[WHAT THE EXERCISE ASKS] With the line that contains "fn generate_args(emit: Emit, out: Option<&str>)" as the final line, return every line from the start of the data below exactly.

[DATA FOR THE TASK]
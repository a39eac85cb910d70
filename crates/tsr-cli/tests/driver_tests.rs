use super::*;
use std::fs;
use tsr_generator::graph::{CallSite, PropertyNode, SourceModule};

fn write_project(dir: &Path) {
    fs::write(dir.join("package.json"), r#"{ "name": "shop" }"#).unwrap();

    let mut graph = TypeGraph::new();
    let number = graph.native("number");
    let node = graph.class("Node", "src/node.ts");
    graph.add_property(node, PropertyNode::new("value", number));
    graph.add_property(node, PropertyNode::new("next", node));
    graph.add_module(SourceModule::new("src/main.ts").with_call_site(CallSite::GetType {
        site: "src/main.ts:1:1".into(),
        type_argument: Some(node),
    }));
    graph.add_module(SourceModule::new("src/broken.ts").with_call_site(CallSite::GetType {
        site: "src/broken.ts:1:1".into(),
        type_argument: None,
    }));
    fs::write(dir.join("graph.json"), graph.to_json().unwrap()).unwrap();
}

fn generate_args(emit: Emit, out: Option<&str>) -> GenerateArgs {
    GenerateArgs {
        graph: PathBuf::from("graph.json"),
        project: None,
        out: out.map(PathBuf::from),
        emit,
    }
}

#[test]
fn test_resolve_config_discovers_package() {
    let dir = tempfile::tempdir().unwrap();
    fs::write(dir.path().join("package.json"), r#"{ "name": "shop" }"#).unwrap();
    let config = resolve_config(None, dir.path()).unwrap();
    assert_eq!(config.package_name, "shop");
    assert_eq!(config.project_root, dir.path());
}

#[test]
fn test_resolve_config_from_project_directory() {
    let dir = tempfile::tempdir().unwrap();
    fs::write(dir.path().join("package.json"), r#"{ "name": "shop" }"#).unwrap();
    fs::write(
        dir.path().join("tsconfig.json"),
        r#"{ "reflection": { "packageName": "custom", "inlineLeafTypes": "false" } }"#,
    )
    .unwrap();

    let config = resolve_config(Some(Path::new(".")), dir.path()).unwrap();
    assert_eq!(config.package_name, "custom");
    assert!(!config.inline_leaf_types);
}

#[test]
fn test_resolve_config_missing_file() {
    let dir = tempfile::tempdir().unwrap();
    let err = resolve_config(Some(Path::new("nope.json")), dir.path()).unwrap_err();
    assert!(err.to_string().contains("project config not found"));
}

#[test]
fn test_generate_json_artifact() {
    let dir = tempfile::tempdir().unwrap();
    write_project(dir.path());

    let report = run_generate(&generate_args(Emit::Json, Some("out.json")), dir.path()).unwrap();
    assert_eq!(report.outcome.artifact.package, "shop");
    assert_eq!(report.outcome.artifact.modules.len(), 1);
    assert_eq!(report.outcome.failures.len(), 1);
    assert_eq!(report.outcome.failures[0].path, "src/broken.ts");

    let written = fs::read_to_string(dir.path().join("out.json")).unwrap();
    assert_eq!(written, report.output);
    let artifact: GenerationArtifact = serde_json::from_str(&written).unwrap();
    assert_eq!(artifact.modules[0].path, "src/main.ts");
}

#[test]
fn test_generate_js_statements() {
    let dir = tempfile::tempdir().unwrap();
    write_project(dir.path());

    let report = run_generate(&generate_args(Emit::Js, None), dir.path()).unwrap();
    assert!(report.output.contains("_tsr_set(1, {"));
    assert!(report.output.contains("/* src/main.ts:1:1 */ _tsr_get(1);"));
    assert!(!dir.path().join("out.json").exists());
}

#[test]
fn test_inspect_reconstructs_cycle() {
    let dir = tempfile::tempdir().unwrap();
    write_project(dir.path());
    run_generate(&generate_args(Emit::Json, Some("out.json")), dir.path()).unwrap();

    let args = InspectArgs {
        metadata: PathBuf::from("out.json"),
        id: None,
    };
    let report = run_inspect(&args, dir.path()).unwrap();
    assert_eq!(report.store.len(), 1);
    assert_eq!(report.types.len(), 1);
    let node = &report.types[0].ty;
    assert_eq!(node.full_name(), "shop/src/node.ts:Node");
    let next = node.property("next").and_then(|p| p.ty()).unwrap();
    assert!(Arc::ptr_eq(&next, node));
}

#[test]
fn test_inspect_unknown_id() {
    let dir = tempfile::tempdir().unwrap();
    write_project(dir.path());
    run_generate(&generate_args(Emit::Json, Some("out.json")), dir.path()).unwrap();

    let args = InspectArgs {
        metadata: PathBuf::from("out.json"),
        id: Some(99),
    };
    let err = run_inspect(&args, dir.path()).err().unwrap();
    assert!(err.to_string().contains("Unknown type identifier '99'"));
}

[RESPONSE]
repository a39eac85cb910d70
filename crates/tsr-cli/tests/driver_tests.rs
use super::*;
use std::fs;
use tsr_generator::graph::{CallSite, PropertyNode, SourceModule};

fn write_project(dir: &Path) {
    fs::write(dir.join("package.json"), r#"{ "name": "shop" }"#).unwrap();

    let mut graph = TypeGraph::new();
    let number = graph.native("number");
    let node = graph.class("Node", "src/node.ts");
    graph.add_property(node, PropertyNode::new("value", number));
    graph.add_property(node, PropertyNode::new("next", node));
    graph.add_module(SourceModule::new("src/main.ts").with_call_site(CallSite::GetType {
        site: "src/main.ts:1:1".into(),
        type_argument: Some(node),
    }));
    graph.add_module(SourceModule::new("src/broken.ts").with_call_site(CallSite::GetType {
        site: "src/broken.ts:1:1".into(),
        type_argument: None,
    }));
    fs::write(dir.join("graph.json"), graph.to_json().unwrap()).unwrap();
}

fn generate_args(emit: Emit, out: Option<&str>) -> GenerateArgs {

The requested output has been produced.